Figure 1. Average head motion during locomotion: example subject. (A) Stride-cycle attractor for linear head acceleration during running. Linear acceleration samples over the 6 min. recording period form a 3D point cloud in the space of possible head accelerations. The surface of this cloud is rendered at a density of 20 points per cubic cm/s2. Mean acceleration over the stride cycle defines an attractor in this space (red line). (B–E) Stride-cycle attractors for linear (top) and angular (bottom) head motion during running (left), and walking on a field (right) for an example subject. Traces illustrate the x (blue), y (green), and z (red) components of head motion averaged over all strides. Shaded area indicates SD across all strides. Vertical dashed lines are approximate timepoints of heel strike and toe-off, computed as 5% stride-cycle timing before and after point of maximum z-axis acceleration. Note, linear acceleration plotted in the upper panels is only the component of acceleration due to linear head motion, i.e., the total acceleration (as in A) minus the gravitational component. Orientation data from the sensor was used to estimate and then subtract the gravitational component at each time point.
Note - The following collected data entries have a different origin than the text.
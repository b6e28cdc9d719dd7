//! Query Result Cache
//!
//! Read results keyed by (model, query descriptor), with TTL expiry and
//! coarse per-model invalidation on every write.

use parking_lot::RwLock;
use serde::Serialize;
use serde_json::Value;
use std::collections::HashMap;
use std::sync::atomic::{AtomicU64, Ordering};
use std::sync::Arc;
use std::time::{Duration, Instant};
use tracing::debug;

use super::canonical::content_digest;
use super::error::Result;

/// Storage behind the result cache. Implementations must be thread-safe.
pub trait CacheBackend: Send + Sync {
    fn get(&self, key: &str) -> Option<Value>;

    fn set(&self, key: &str, value: Value, ttl: Duration);

    /// Drop every entry whose key starts with `prefix`.
    fn invalidate_prefix(&self, prefix: &str);

    fn clear(&self);
}

#[derive(Debug, Clone, Copy, Default, PartialEq, Eq, Serialize)]
pub struct CacheStats {
    pub hits: u64,
    pub misses: u64,
    pub entries: usize,
}

struct CacheEntry {
    value: Value,
    expires_at: Instant,
}

/// In-process cache with lazy expiry
#[derive(Default)]
pub struct MemoryCache {
    entries: RwLock<HashMap<String, CacheEntry>>,
    hits: AtomicU64,
    misses: AtomicU64,
}

impl MemoryCache {
    pub fn new() -> Self {
        Self::default()
    }

    pub fn stats(&self) -> CacheStats {
        CacheStats {
            hits: self.hits.load(Ordering::Relaxed),
            misses: self.misses.load(Ordering::Relaxed),
            entries: self.entries.read().len(),
        }
    }
}

impl CacheBackend for MemoryCache {
    fn get(&self, key: &str) -> Option<Value> {
        let now = Instant::now();
        {
            let entries = self.entries.read();
            match entries.get(key) {
                Some(entry) if entry.expires_at > now => {
                    self.hits.fetch_add(1, Ordering::Relaxed);
                    return Some(entry.value.clone());
                }
                Some(_) => {}
                None => {
                    self.misses.fetch_add(1, Ordering::Relaxed);
                    return None;
                }
            }
        }
        // expired
        self.entries.write().remove(key);
        self.misses.fetch_add(1, Ordering::Relaxed);
        None
    }

    fn set(&self, key: &str, value: Value, ttl: Duration) {
        self.entries.write().insert(
            key.to_string(),
            CacheEntry {
                value,
                expires_at: Instant::now() + ttl,
            },
        );
    }

    fn invalidate_prefix(&self, prefix: &str) {
        self.entries.write().retain(|k, _| !k.starts_with(prefix));
    }

    fn clear(&self) {
        self.entries.write().clear();
    }
}

/// Builds cache keys and applies TTL defaults over a [`CacheBackend`].
pub struct ResultCache {
    backend: Arc<dyn CacheBackend>,
    prefix: String,
    default_ttl: Duration,
}

impl ResultCache {
    pub fn new(backend: Arc<dyn CacheBackend>, prefix: &str, default_ttl: Duration) -> Self {
        Self {
            backend,
            prefix: prefix.to_string(),
            default_ttl,
        }
    }

    fn model_prefix(&self, model: &str) -> String {
        format!("{}{}:", self.prefix, model)
    }

    /// `prefix + model + ":" + sha256(canonical descriptor)`
    pub fn key(&self, model: &str, descriptor: &Value) -> Result<String> {
        Ok(format!("{}{}", self.model_prefix(model), content_digest(descriptor)?))
    }

    pub fn get(&self, key: &str) -> Option<Value> {
        let hit = self.backend.get(key);
        debug!(key, hit = hit.is_some(), "cache lookup");
        hit
    }

    pub fn put(&self, key: &str, value: Value, ttl: Option<Duration>) {
        self.backend.set(key, value, ttl.unwrap_or(self.default_ttl));
    }

    /// Forget every cached result for a model.
    pub fn invalidate(&self, model: &str) {
        debug!(model, "cache invalidated");
        self.backend.invalidate_prefix(&self.model_prefix(model));
    }

    pub fn clear(&self) {
        self.backend.clear();
    }
}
This attractor is further used to quantify the predictability of head motion. Specifically, for each subject and activity we calculate the proportion of variance that cannot be explained by the stride-cycle attractor, i.e., the proportion of residual variance (Vres, Equations 1, 2). This quantity depends on total variance (SStot), which is calculated as deviation from the mean signal (Equation 3), and residual variance (SSres), which is deviation from the stride-cycle attractor (Equation 4). The approach is illustrated in Figure 2 which compares variability of linear head motion during running (left) and walking (right) for the same individual subject shown in Figure 1. The top row (Figures 2A,B) shows residual variance (SSres), the middle row (Figures 2C,D) shows total variance (SStot), and the bottom row (Figures 2E,F) plots the ratio of the two, which is the proportion of residual variance (Vres). A value of Vres closer to zero means that head motion can be predicted very well based only on knowledge of where you are in the stride cycle, information that is readily available from central pattern generator or efference copy signals during locomotion. On the other hand, a higher value of Vres indicates less predictive value of stride-cycle timing information and thus increased expected utility/importance of vestibular sensory signals for estimating head motion. This intuition is expressed mathematically in Equation 7, where larger values of Vres correspond to larger sensory weights.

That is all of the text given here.